Law books, gavel and scales Berger v. Home Depot USA, Inc., No. 11-55592 (9th Cir. Feb. 3, 2014) This is a great decision for retailers and consumer products companies. The court affirmed a decision denying class certification, recognizing that variability in consumer experience when entering into a retail transaction makes a case inappropriate for class treatment. In Berger, plaintiff challenged the defendant’s “damage waiver surcharge,” which allows the customer to avoid liability if a tool is damaged during the period of rental. Plaintiff claimed the waiver was deceptive because it was automatically added to all transactions and the defendant (allegedly) failed to disclose that it was optional. The trial court denied class certification and the Ninth Circuit affirmed. The Ninth Circuit’s opinion is important for at least two reasons: First, the court recognized that the defendant’s rental agreements varied over time and discussed the damage waiver in different ways. Berger attempted to address this variability by seeking subclasses for each type of agreement, but the court rejected this “fix” because he had entered into only one of the agreements and thus was not a member of the other proposed subclasses. “Because he is not a member of those subclasses, Berger cannot prosecute claims on their behalf.” This left Berger with only one (smaller) subclass of consumers who had entered into the same agreement he had.
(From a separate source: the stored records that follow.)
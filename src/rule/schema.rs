use crate::rule::errors::InvalidRuleError;
use serde::{Deserialize, Serialize};
use std::collections::BTreeMap;

/// One rule document:
///
/// ```yaml
/// id: no-unwrap
/// language: rust
/// rule:
///   pattern: $X.unwrap()
///   inside:
///     kind: function_item
///     stopBy: end
/// constraints:
///   X:
///     kind: identifier
/// ```
#[derive(Debug, Clone, PartialEq, Deserialize, Serialize)]
#[serde(rename_all = "camelCase", deny_unknown_fields)]
pub struct RuleDocument {
    #[serde(default, skip_serializing_if = "Option::is_none")]
    pub id: Option<String>,
    #[serde(default, skip_serializing_if = "Option::is_none")]
    pub language: Option<String>,
    pub rule: SerializableRule,
    #[serde(default, skip_serializing_if = "BTreeMap::is_empty")]
    pub constraints: BTreeMap<String, SerializableRule>,
    #[serde(default, skip_serializing_if = "BTreeMap::is_empty")]
    pub utils: BTreeMap<String, SerializableRule>,
    #[serde(default, skip_serializing_if = "Option::is_none")]
    pub message: Option<String>,
    #[serde(default, skip_serializing_if = "Option::is_none")]
    pub note: Option<String>,
    #[serde(default, skip_serializing_if = "Option::is_none")]
    pub severity: Option<Severity>,
}

impl RuleDocument {
    /// Parses a single YAML rule document.
    pub fn from_yaml(text: &str) -> Result<Self, InvalidRuleError> {
        Ok(serde_yaml::from_str(text)?)
    }

    /// Parses a YAML stream of `---`-separated rule documents.
    pub fn parse_all(text: &str) -> Result<Vec<Self>, InvalidRuleError> {
        let mut documents = Vec::new();
        for document in serde_yaml::Deserializer::from_str(text) {
            documents.push(RuleDocument::deserialize(document)?);
        }
        if documents.is_empty() {
            return Err(InvalidRuleError::Syntax {
                message: "no rule document found".to_string(),
            });
        }
        Ok(documents)
    }
}

#[derive(Debug, Clone, Copy, PartialEq, Eq, Deserialize, Serialize)]
#[serde(rename_all = "lowercase")]
pub enum Severity {
    Hint,
    Info,
    Warning,
    Error,
}

/// A rule object as written. Every key is optional; several keys on one
/// object must all hold.
#[derive(Debug, Clone, PartialEq, Default, Deserialize, Serialize)]
#[serde(rename_all = "camelCase", deny_unknown_fields)]
pub struct SerializableRule {
    #[serde(default, skip_serializing_if = "Option::is_none")]
    pub pattern: Option<PatternSpec>,
    #[serde(default, skip_serializing_if = "Option::is_none")]
    pub kind: Option<String>,
    #[serde(default, skip_serializing_if = "Option::is_none")]
    pub regex: Option<String>,
    #[serde(default, skip_serializing_if = "Option::is_none")]
    pub inside: Option<Box<SerializableRule>>,
    #[serde(default, skip_serializing_if = "Option::is_none")]
    pub has: Option<Box<SerializableRule>>,
    #[serde(default, skip_serializing_if = "Option::is_none")]
    pub precedes: Option<Box<SerializableRule>>,
    #[serde(default, skip_serializing_if = "Option::is_none")]
    pub follows: Option<Box<SerializableRule>>,
    #[serde(default, skip_serializing_if = "Option::is_none")]
    pub all: Option<Vec<SerializableRule>>,
    #[serde(default, skip_serializing_if = "Option::is_none")]
    pub any: Option<Vec<SerializableRule>>,
    #[serde(default, skip_serializing_if = "Option::is_none")]
    pub not: Option<Box<SerializableRule>>,
    #[serde(default, skip_serializing_if = "Option::is_none")]
    pub matches: Option<String>,
    /// Only meaningful on the rule under a relational key.
    #[serde(default, skip_serializing_if = "Option::is_none")]
    pub stop_by: Option<SerializableStopBy>,
    /// Only meaningful on the rule under `inside` or `has`.
    #[serde(default, skip_serializing_if = "Option::is_none")]
    pub field: Option<String>,
}

impl SerializableRule {
    pub fn is_empty(&self) -> bool {
        self.pattern.is_none()
            && self.kind.is_none()
            && self.regex.is_none()
            && self.inside.is_none()
            && self.has.is_none()
            && self.precedes.is_none()
            && self.follows.is_none()
            && self.all.is_none()
            && self.any.is_none()
            && self.not.is_none()
            && self.matches.is_none()
    }
}

/// `pattern: <code>` or `pattern: {context: <code>, selector: <kind>}`.
#[derive(Debug, Clone, PartialEq, Eq, Deserialize, Serialize)]
#[serde(untagged)]
pub enum PatternSpec {
    Code(String),
    Contextual(ContextualPattern),
}

#[derive(Debug, Clone, PartialEq, Eq, Deserialize, Serialize)]
#[serde(deny_unknown_fields)]
pub struct ContextualPattern {
    pub context: String,
    pub selector: String,
}

/// `stopBy: neighbor`, `stopBy: end`, or `stopBy: <rule>`.
#[derive(Debug, Clone, PartialEq, Deserialize, Serialize)]
#[serde(untagged)]
pub enum SerializableStopBy {
    Keyword(StopKeyword),
    Rule(Box<SerializableRule>),
}

#[derive(Debug, Clone, Copy, PartialEq, Eq, Deserialize, Serialize)]
#[serde(rename_all = "lowercase")]
pub enum StopKeyword {
    Neighbor,
    End,
}

#[cfg(test)]
mod tests {
    use super::*;

    #[test]
    fn parses_relational_rule() {
        let doc = RuleDocument::from_yaml(
            r#"
id: unwrap-in-fn
language: rust
rule:
  pattern: $X.unwrap()
  inside:
    kind: function_item
    stopBy: end
"#,
        )
        .unwrap();

        assert_eq!(doc.id.as_deref(), Some("unwrap-in-fn"));
        assert_eq!(doc.language.as_deref(), Some("rust"));
        assert_eq!(
            doc.rule.pattern,
            Some(PatternSpec::Code("$X.unwrap()".to_string()))
        );
        let inside = doc.rule.inside.unwrap();
        assert_eq!(inside.kind.as_deref(), Some("function_item"));
        assert_eq!(
            inside.stop_by,
            Some(SerializableStopBy::Keyword(StopKeyword::End))
        );
    }

    #[test]
    fn stop_by_accepts_a_rule() {
        let doc = RuleDocument::from_yaml(
            r#"
language: python
rule:
  kind: identifier
  inside:
    kind: call
    stopBy:
      kind: function_definition
"#,
        )
        .unwrap();

        let stop = doc.rule.inside.unwrap().stop_by.unwrap();
        match stop {
            SerializableStopBy::Rule(rule) => {
                assert_eq!(rule.kind.as_deref(), Some("function_definition"))
            }
            other => panic!("unexpected stopBy: {other:?}"),
        }
    }

    #[test]
    fn contextual_pattern() {
        let doc = RuleDocument::from_yaml(
            r#"
language: rust
rule:
  pattern:
    context: "match x { $P => $E }"
    selector: match_arm
"#,
        )
        .unwrap();
        assert!(matches!(doc.rule.pattern, Some(PatternSpec::Contextual(_))));
    }

    #[test]
    fn unknown_keys_are_rejected() {
        let err = RuleDocument::from_yaml("language: rust\nrule:\n  kinds: identifier\n").unwrap_err();
        assert!(matches!(err, InvalidRuleError::Syntax { .. }));
        assert!(err.to_string().contains("kinds"));
    }

    #[test]
    fn not_requires_a_single_rule() {
        let err = RuleDocument::from_yaml(
            "language: rust\nrule:\n  not:\n    - kind: identifier\n    - kind: integer_literal\n",
        )
        .unwrap_err();
        assert!(matches!(err, InvalidRuleError::Syntax { .. }));
    }

    #[test]
    fn several_documents_in_one_stream() {
        let docs = RuleDocument::parse_all(
            "id: a\nlanguage: rust\nrule:\n  kind: identifier\n---\nid: b\nlanguage: rust\nrule:\n  kind: macro_invocation\n",
        )
        .unwrap();
        let ids: Vec<_> = docs.iter().filter_map(|d| d.id.as_deref()).collect();
        assert_eq!(ids, vec!["a", "b"]);
    }

    #[test]
    fn empty_rule_object_deserializes_as_empty() {
        let doc = RuleDocument::from_yaml("language: rust\nrule: {}\n").unwrap();
        assert!(doc.rule.is_empty());
    }
}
Second, the court recognized that variability in what was disclosed to consumers about whether the waiver was “optional” precluded class certification. The defendant presented evidence showing that signs at certain locations disclosed that the waiver was optional and employees sometimes gave oral notice that the waiver was optional. “This variance over time and among different Home Depot locations throughout California is a crucial issue, which the district court reasonably held must be resolved on an individual rather than a class-wide basis.” What is the practical takeaway from this case?

  • When defending against class certification, marshall evidence showing how consumers received or otherwise had different information about the transaction at issue;
  • Consumer products companies may want to consider varying their consumer contracts over time, particularly on issues like fees or other charges that may be ripe for challenge in an consumer class action. Doing so could help limit the scope of any future class action.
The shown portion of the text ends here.